[EXERCISE GOAL]:
From the entries below, copy every line that has the word "asks".

[SUPPLIED MATERIAL]:
============

//! Admin-maintained oracle implementations.
//!
//! Used when a ledger or fraud registry runs without its lower layer in the
//! same process: the admin mirrors the facts the component needs instead of
//! the component reading them from a co-located registry.

use std::collections::{BTreeMap, BTreeSet};
use std::sync::{Arc, PoisonError, RwLock};

use credence_core::{
    Address, AdminAuthority, CallContext, CredentialId, CredentialOracle, InstitutionId,
    InstitutionOracle, TrustError,
};

#[derive(Default)]
struct DirectoryState {
    verified: BTreeMap<InstitutionId, bool>,
    admins: BTreeMap<(InstitutionId, Address), bool>,
}

/// Mirror of institution verification and admin grants.
pub struct InstitutionDirectory {
    authority: Arc<AdminAuthority>,
    state: RwLock<DirectoryState>,
}

impl InstitutionDirectory {
    pub fn new(authority: Arc<AdminAuthority>) -> Self {
        Self {
            authority,
            state: RwLock::new(DirectoryState::default()),
        }
    }

    /// Record whether an institution is verified. Admin only.
    pub fn set_institution_verified(
        &self,
        ctx: &CallContext,
        id: InstitutionId,
        verified: bool,
    ) -> Result<(), TrustError> {
        let _admin = self.authority.authorize(&ctx.caller)?;
        self.state
            .write()
            .unwrap_or_else(PoisonError::into_inner)
            .verified
            .insert(id, verified);
        tracing::debug!(institution_id = id, verified, "directory verification updated");
        Ok(())
    }

    /// Record whether `address` is an active admin of an institution. Admin only.
    pub fn set_institution_admin(
        &self,
        ctx: &CallContext,
        id: InstitutionId,
        address: Address,
        active: bool,
    ) -> Result<(), TrustError> {
        let _admin = self.authority.authorize(&ctx.caller)?;
        tracing::debug!(institution_id = id, address = %address, active, "directory grant updated");
        self.state
            .write()
            .unwrap_or_else(PoisonError::into_inner)
            .admins
            .insert((id, address), active);
        Ok(())
    }
}

impl InstitutionOracle for InstitutionDirectory {
    fn is_institution_verified(&self, id: InstitutionId) -> bool {
        self.state
            .read()
            .unwrap_or_else(PoisonError::into_inner)
            .verified
            .get(&id)
            .copied()
            .unwrap_or(false)
    }

    fn is_institution_admin(&self, id: InstitutionId, address: &Address) -> bool {
        self.state
            .read()
            .unwrap_or_else(PoisonError::into_inner)
            .admins
            .get(&(id, address.clone()))
            .copied()
            .unwrap_or(false)
    }
}

/// Set of credential ids known to exist.
pub struct CredentialIndex {
    authority: Arc<AdminAuthority>,
    known: RwLock<BTreeSet<CredentialId>>,
}

impl CredentialIndex {
    pub fn new(authority: Arc<AdminAuthority>) -> Self {
        Self {
            authority,
            known: RwLock::new(BTreeSet::new()),
        }
    }

    /// Mark a credential id as existing. Admin only; registering twice is a no-op.
    pub fn register_credential(&self, ctx: &CallContext, id: CredentialId) -> Result<(), TrustError> {
        let _admin = self.authority.authorize(&ctx.caller)?;
        self.known
            .write()
            .unwrap_or_else(PoisonError::into_inner)
            .insert(id);
        tracing::debug!(credential_id = id, "credential registered in index");
        Ok(())
    }

    pub fn len(&self) -> usize {
        self.known.read().unwrap_or_else(PoisonError::into_inner).len()
    }

    pub fn is_empty(&self) -> bool {
        self.len() == 0
    }
}

impl CredentialOracle for CredentialIndex {
    fn credential_exists(&self, id: CredentialId) -> bool {
        self.known
            .read()
            .unwrap_or_else(PoisonError::into_inner)
            .contains(&id)
    }
}
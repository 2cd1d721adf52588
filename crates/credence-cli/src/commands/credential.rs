//! Credential ledger commands.

use clap::Args;
use serde_json::json;

use credence_core::{Component, CredentialId, Height, InstitutionId};
use credence_registry::IssueRequest;

use super::{print_json, rejected, Session, TxArgs};

#[derive(Args, Debug)]
pub struct IssueArgs {
    #[command(flatten)]
    pub tx: TxArgs,

    /// Issuing institution.
    #[arg(long)]
    pub institution: InstitutionId,

    #[arg(long)]
    pub student: String,

    /// Credential type (e.g. "degree").
    #[arg(long = "type")]
    pub credential_type: String,

    #[arg(long)]
    pub name: String,

    /// Height after which the credential expires; omit for no expiry.
    #[arg(long)]
    pub expires: Option<Height>,

    #[arg(long, default_value = "")]
    pub metadata: String,
}

#[derive(Args, Debug)]
pub struct RevokeArgs {
    #[command(flatten)]
    pub tx: TxArgs,

    #[arg(long)]
    pub id: CredentialId,
}

#[derive(Args, Debug)]
pub struct ShowArgs {
    #[arg(long)]
    pub id: CredentialId,
}

#[derive(Args, Debug)]
pub struct ValidArgs {
    #[arg(long)]
    pub id: CredentialId,

    /// Height to evaluate validity at.
    #[arg(long)]
    pub height: Height,
}

/// Issue a credential on behalf of a verified institution.
pub fn issue(session: &Session, args: &IssueArgs) -> anyhow::Result<()> {
    let request = IssueRequest {
        institution_id: args.institution,
        student_id: args.student.clone(),
        credential_type: args.credential_type.clone(),
        credential_name: args.name.clone(),
        expiration_date: args.expires,
        metadata: args.metadata.clone(),
    };
    let id = session
        .network()
        .ledger()
        .issue_credential(&args.tx.context(), request)
        .map_err(rejected(Component::Credentials))?;
    session.commit()?;
    print_json(&json!({ "credential_id": id }))
}

/// Revoke a credential.
pub fn revoke(session: &Session, args: &RevokeArgs) -> anyhow::Result<()> {
    session
        .network()
        .ledger()
        .revoke_credential(&args.tx.context(), args.id)
        .map_err(rejected(Component::Credentials))?;
    session.commit()?;
    print_json(&json!({ "revoked": args.id }))
}

/// Print a stored credential.
pub fn show(session: &Session, args: &ShowArgs) -> anyhow::Result<()> {
    match session.storage().get_credential(args.id)? {
        Some(credential) => print_json(&credential),
        None => anyhow::bail!("credential {} not found", args.id),
    }
}

/// Print whether a credential is valid at the given height.
pub fn valid(session: &Session, args: &ValidArgs) -> anyhow::Result<()> {
    let ledger = session.network().ledger();
    print_json(&json!({
        "credential_id": args.id,
        "height": args.height,
        "valid": ledger.is_credential_valid(args.id, args.height),
        "status": ledger.credential_status(args.id, args.height).map(|s| s.to_string()),
    }))
}
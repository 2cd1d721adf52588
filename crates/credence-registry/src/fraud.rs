use serde::{Deserialize, Serialize};
use std::collections::BTreeMap;
use std::sync::{Arc, PoisonError, RwLock, RwLockReadGuard, RwLockWriteGuard};

use credence_core::{
    next_id, Address, AdminAuthority, CallContext, CredentialId, CredentialOracle, EntityRef,
    FraudReport, PatternId, ReportId, ReportStateMachine, ReportStatus, SuspiciousPattern,
    TrustError,
};

/// Serializable copy of everything the fraud registry owns.
#[derive(Debug, Clone, Default, PartialEq, Eq, Serialize, Deserialize)]
pub struct FraudSnapshot {
    pub reports: Vec<FraudReport>,
    pub patterns: Vec<SuspiciousPattern>,
    pub report_counter: ReportId,
    pub pattern_counter: PatternId,
}

#[derive(Default)]
struct FraudState {
    reports: BTreeMap<ReportId, FraudReport>,
    patterns: BTreeMap<PatternId, SuspiciousPattern>,
    report_counter: ReportId,
    pattern_counter: PatternId,
}

/// Fraud reports against credentials and the admin-curated list of
/// suspicious patterns.
pub struct FraudRegistry {
    authority: Arc<AdminAuthority>,
    credentials: Arc<dyn CredentialOracle>,
    state: RwLock<FraudState>,
}

impl FraudRegistry {
    /// Create an empty registry that checks credentials through `credentials`.
    pub fn new(authority: Arc<AdminAuthority>, credentials: Arc<dyn CredentialOracle>) -> Self {
        Self {
            authority,
            credentials,
            state: RwLock::new(FraudState::default()),
        }
    }

    /// Rebuild a registry from a snapshot. Counters never fall below the
    /// highest stored id.
    pub fn from_snapshot(
        authority: Arc<AdminAuthority>,
        credentials: Arc<dyn CredentialOracle>,
        snapshot: FraudSnapshot,
    ) -> Self {
        let reports: BTreeMap<ReportId, FraudReport> = snapshot
            .reports
            .into_iter()
            .map(|report| (report.id, report))
            .collect();
        let patterns: BTreeMap<PatternId, SuspiciousPattern> = snapshot
            .patterns
            .into_iter()
            .map(|pattern| (pattern.id, pattern))
            .collect();
        let highest_report = reports.keys().next_back().copied().unwrap_or(0);
        let highest_pattern = patterns.keys().next_back().copied().unwrap_or(0);
        Self {
            authority,
            credentials,
            state: RwLock::new(FraudState {
                reports,
                patterns,
                report_counter: snapshot.report_counter.max(highest_report),
                pattern_counter: snapshot.pattern_counter.max(highest_pattern),
            }),
        }
    }

    fn read(&self) -> RwLockReadGuard<'_, FraudState> {
        self.state.read().unwrap_or_else(PoisonError::into_inner)
    }

    fn write(&self) -> RwLockWriteGuard<'_, FraudState> {
        self.state.write().unwrap_or_else(PoisonError::into_inner)
    }

    /// File a fraud report against an existing credential. Open to any caller.
    pub fn report_fraud(
        &self,
        ctx: &CallContext,
        credential_id: CredentialId,
        reason: impl Into<String>,
    ) -> Result<ReportId, TrustError> {
        let mut state = self.write();

        if !self.credentials.credential_exists(credential_id) {
            tracing::debug!(credential_id, "fraud report rejected: unknown credential");
            return Err(TrustError::NotFound(EntityRef::Credential(credential_id)));
        }

        let id = next_id(state.report_counter, "fraud report")?;
        let report = FraudReport {
            id,
            reporter: ctx.caller.clone(),
            credential_id,
            reason: reason.into(),
            report_date: ctx.height,
            status: ReportStatus::Pending,
            processed_by: None,
            processed_date: None,
        };
        tracing::info!(
            report_id = id,
            credential_id,
            reporter = %ctx.caller,
            "fraud report filed"
        );
        state.reports.insert(id, report);
        state.report_counter = id;
        Ok(id)
    }

    /// Move a pending report to its final status. Admin only, once per report.
    pub fn process_fraud_report(
        &self,
        ctx: &CallContext,
        id: ReportId,
        new_status: ReportStatus,
    ) -> Result<(), TrustError> {
        let _admin = self.authority.authorize(&ctx.caller)?;

        let mut state = self.write();
        let report = state
            .reports
            .get_mut(&id)
            .ok_or(TrustError::NotFound(EntityRef::FraudReport(id)))?;

        let next = ReportStateMachine::process(id, &report.status, new_status)?;
        tracing::info!(
            report_id = id,
            credential_id = report.credential_id,
            status = %next,
            "fraud report processed"
        );
        report.status = next;
        report.processed_by = Some(ctx.caller.clone());
        report.processed_date = Some(ctx.height);
        Ok(())
    }

    /// Record a new suspicious pattern. Admin only.
    pub fn add_suspicious_pattern(
        &self,
        ctx: &CallContext,
        pattern_type: impl Into<String>,
        description: impl Into<String>,
        severity: u32,
    ) -> Result<PatternId, TrustError> {
        let _admin = self.authority.authorize(&ctx.caller)?;

        let mut state = self.write();
        let id = next_id(state.pattern_counter, "suspicious pattern")?;
        let pattern = SuspiciousPattern {
            id,
            pattern_type: pattern_type.into(),
            description: description.into(),
            severity,
            created_by: ctx.caller.clone(),
            creation_date: ctx.height,
        };
        tracing::info!(
            pattern_id = id,
            pattern_type = %pattern.pattern_type,
            severity,
            "suspicious pattern added"
        );
        state.patterns.insert(id, pattern);
        state.pattern_counter = id;
        Ok(id)
    }

    /// Copy of a fraud report, if filed.
    pub fn get_fraud_report(&self, id: ReportId) -> Option<FraudReport> {
        self.read().reports.get(&id).cloned()
    }

    /// Copy of a suspicious pattern, if recorded.
    pub fn get_suspicious_pattern(&self, id: PatternId) -> Option<SuspiciousPattern> {
        self.read().patterns.get(&id).cloned()
    }

    /// Reports filed against a credential, ordered by report id.
    pub fn reports_for_credential(&self, credential_id: CredentialId) -> Vec<FraudReport> {
        self.read()
            .reports
            .values()
            .filter(|report| report.credential_id == credential_id)
            .cloned()
            .collect()
    }

    /// Reports still awaiting review, oldest first.
    pub fn pending_reports(&self) -> Vec<FraudReport> {
        self.read()
            .reports
            .values()
            .filter(|report| report.is_pending())
            .cloned()
            .collect()
    }

    /// Number of reports filed so far.
    pub fn report_count(&self) -> u64 {
        self.read().report_counter
    }

    /// Number of patterns recorded so far.
    pub fn pattern_count(&self) -> u64 {
        self.read().pattern_counter
    }

    /// Hand the process admin role to `new_admin`. Admin only.
    pub fn transfer_admin(&self, ctx: &CallContext, new_admin: Address) -> Result<(), TrustError> {
        self.authority.transfer(ctx, new_admin)
    }

    /// Copy out reports, patterns and both counters.
    pub fn snapshot(&self) -> FraudSnapshot {
        let state = self.read();
        FraudSnapshot {
            reports: state.reports.values().cloned().collect(),
            patterns: state.patterns.values().cloned().collect(),
            report_counter: state.report_counter,
            pattern_counter: state.pattern_counter,
        }
    }
}
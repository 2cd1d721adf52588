use std::sync::{PoisonError, RwLock, RwLockReadGuard};

use crate::error::TrustError;
use crate::types::{Address, CallContext};

/// The single process-wide admin identity.
///
/// Shared by every registry through an `Arc`; transferring it from any
/// component changes it for all of them.
///
/// Lock order: an admin guard from [`AdminAuthority::authorize`] is always
/// taken before a registry's own lock, never while holding one.
#[derive(Debug)]
pub struct AdminAuthority {
    admin: RwLock<Address>,
}

impl AdminAuthority {
    /// Create an authority with `admin` as the initial admin.
    pub fn new(admin: Address) -> Self {
        Self {
            admin: RwLock::new(admin),
        }
    }

    /// Current admin identity.
    pub fn current(&self) -> Address {
        self.admin
            .read()
            .unwrap_or_else(PoisonError::into_inner)
            .clone()
    }

    /// Whether `caller` is the admin right now.
    pub fn is_admin(&self, caller: &Address) -> bool {
        *self.admin.read().unwrap_or_else(PoisonError::into_inner) == *caller
    }

    /// Check that `caller` is the admin and keep the role pinned.
    ///
    /// The returned guard blocks [`AdminAuthority::transfer`] until it is
    /// dropped, so an admin-only mutation performed while holding it cannot
    /// land after the caller lost the role.
    pub fn authorize(&self, caller: &Address) -> Result<RwLockReadGuard<'_, Address>, TrustError> {
        let admin = self.admin.read().unwrap_or_else(PoisonError::into_inner);
        if *admin != *caller {
            tracing::debug!(caller = %caller, "admin check failed");
            return Err(TrustError::unauthorized(caller));
        }
        Ok(admin)
    }

    /// Replace the admin identity. Only the current admin may do this.
    pub fn transfer(&self, ctx: &CallContext, new_admin: Address) -> Result<(), TrustError> {
        let mut admin = self.admin.write().unwrap_or_else(PoisonError::into_inner);
        if *admin != ctx.caller {
            tracing::warn!(caller = %ctx.caller, "admin transfer rejected");
            return Err(TrustError::unauthorized(&ctx.caller));
        }
        tracing::info!(
            from = %admin,
            to = %new_admin,
            height = ctx.height,
            "admin transferred"
        );
        *admin = new_admin;
        Ok(())
    }
}
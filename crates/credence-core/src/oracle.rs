//! Read-only capabilities one registry exposes to the layer above it.
//!
//! Dependencies only point downward: the fraud side asks the credential
//! side, the credential side asks the institution side. Nothing calls back
//! up, so implementations may be consulted while the caller holds its own
//! lock.

use crate::types::{Address, CredentialId, InstitutionId};

/// Answers institution verification and delegation questions.
pub trait InstitutionOracle: Send + Sync {
    /// Whether the institution exists and has been verified.
    fn is_institution_verified(&self, id: InstitutionId) -> bool;

    /// Whether `address` holds an active admin grant for the institution.
    fn is_institution_admin(&self, id: InstitutionId, address: &Address) -> bool;
}

/// Answers credential existence questions.
pub trait CredentialOracle: Send + Sync {
    /// Whether a credential with this id was ever issued.
    fn credential_exists(&self, id: CredentialId) -> bool;
}
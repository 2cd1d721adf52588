//! Institution registry commands.

use clap::Args;
use serde_json::json;

use credence_core::{Address, Component, InstitutionId};

use super::{print_json, rejected, Session, TxArgs};

#[derive(Args, Debug)]
pub struct RegisterArgs {
    #[command(flatten)]
    pub tx: TxArgs,

    /// Externally assigned institution id.
    #[arg(long)]
    pub id: InstitutionId,

    #[arg(long)]
    pub name: String,

    #[arg(long)]
    pub country: String,

    #[arg(long)]
    pub website: String,
}

#[derive(Args, Debug)]
pub struct VerifyArgs {
    #[command(flatten)]
    pub tx: TxArgs,

    #[arg(long)]
    pub id: InstitutionId,
}

#[derive(Args, Debug)]
pub struct GrantArgs {
    #[command(flatten)]
    pub tx: TxArgs,

    /// Institution the grant applies to.
    #[arg(long)]
    pub institution: InstitutionId,

    /// Delegate address.
    #[arg(long)]
    pub address: Address,
}

#[derive(Args, Debug)]
pub struct ShowArgs {
    #[arg(long)]
    pub id: InstitutionId,

    /// Also report whether this address holds an active grant.
    #[arg(long)]
    pub admin: Option<Address>,
}

/// Register an institution under the caller's admin key.
pub fn register(session: &Session, args: &RegisterArgs) -> anyhow::Result<()> {
    session
        .network()
        .institutions()
        .register_institution(
            &args.tx.context(),
            args.id,
            args.name.as_str(),
            args.country.as_str(),
            args.website.as_str(),
        )
        .map_err(rejected(Component::Institutions))?;
    session.commit()?;
    print_json(&json!({ "registered": args.id }))
}

/// Mark an institution verified.
pub fn verify(session: &Session, args: &VerifyArgs) -> anyhow::Result<()> {
    session
        .network()
        .institutions()
        .verify_institution(&args.tx.context(), args.id)
        .map_err(rejected(Component::Institutions))?;
    session.commit()?;
    print_json(&json!({ "verified": args.id }))
}

/// Grant an address admin rights on an institution.
pub fn add_admin(session: &Session, args: &GrantArgs) -> anyhow::Result<()> {
    session
        .network()
        .institutions()
        .add_institution_admin(&args.tx.context(), args.institution, args.address.clone())
        .map_err(rejected(Component::Institutions))?;
    session.commit()?;
    print_json(&json!({
        "institution_id": args.institution,
        "address": args.address,
        "active": true,
    }))
}

/// Deactivate an institution admin grant.
pub fn remove_admin(session: &Session, args: &GrantArgs) -> anyhow::Result<()> {
    session
        .network()
        .institutions()
        .remove_institution_admin(&args.tx.context(), args.institution, &args.address)
        .map_err(rejected(Component::Institutions))?;
    session.commit()?;
    print_json(&json!({
        "institution_id": args.institution,
        "address": args.address,
        "active": false,
    }))
}

/// Print a stored institution with its admin flag for the caller.
pub fn show(session: &Session, args: &ShowArgs) -> anyhow::Result<()> {
    let Some(institution) = session.storage().get_institution(args.id)? else {
        anyhow::bail!("institution {} not found", args.id);
    };
    let registry = session.network().institutions();
    match &args.admin {
        Some(address) => print_json(&json!({
            "institution": institution,
            "admin": address,
            "is_admin": registry.is_institution_admin(args.id, address),
        })),
        None => print_json(&institution),
    }
}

============

[EXERCISE OUTPUT]:
//! Dependencies only point downward: the fraud side asks the credential
//! side, the credential side asks the institution side. Nothing calls back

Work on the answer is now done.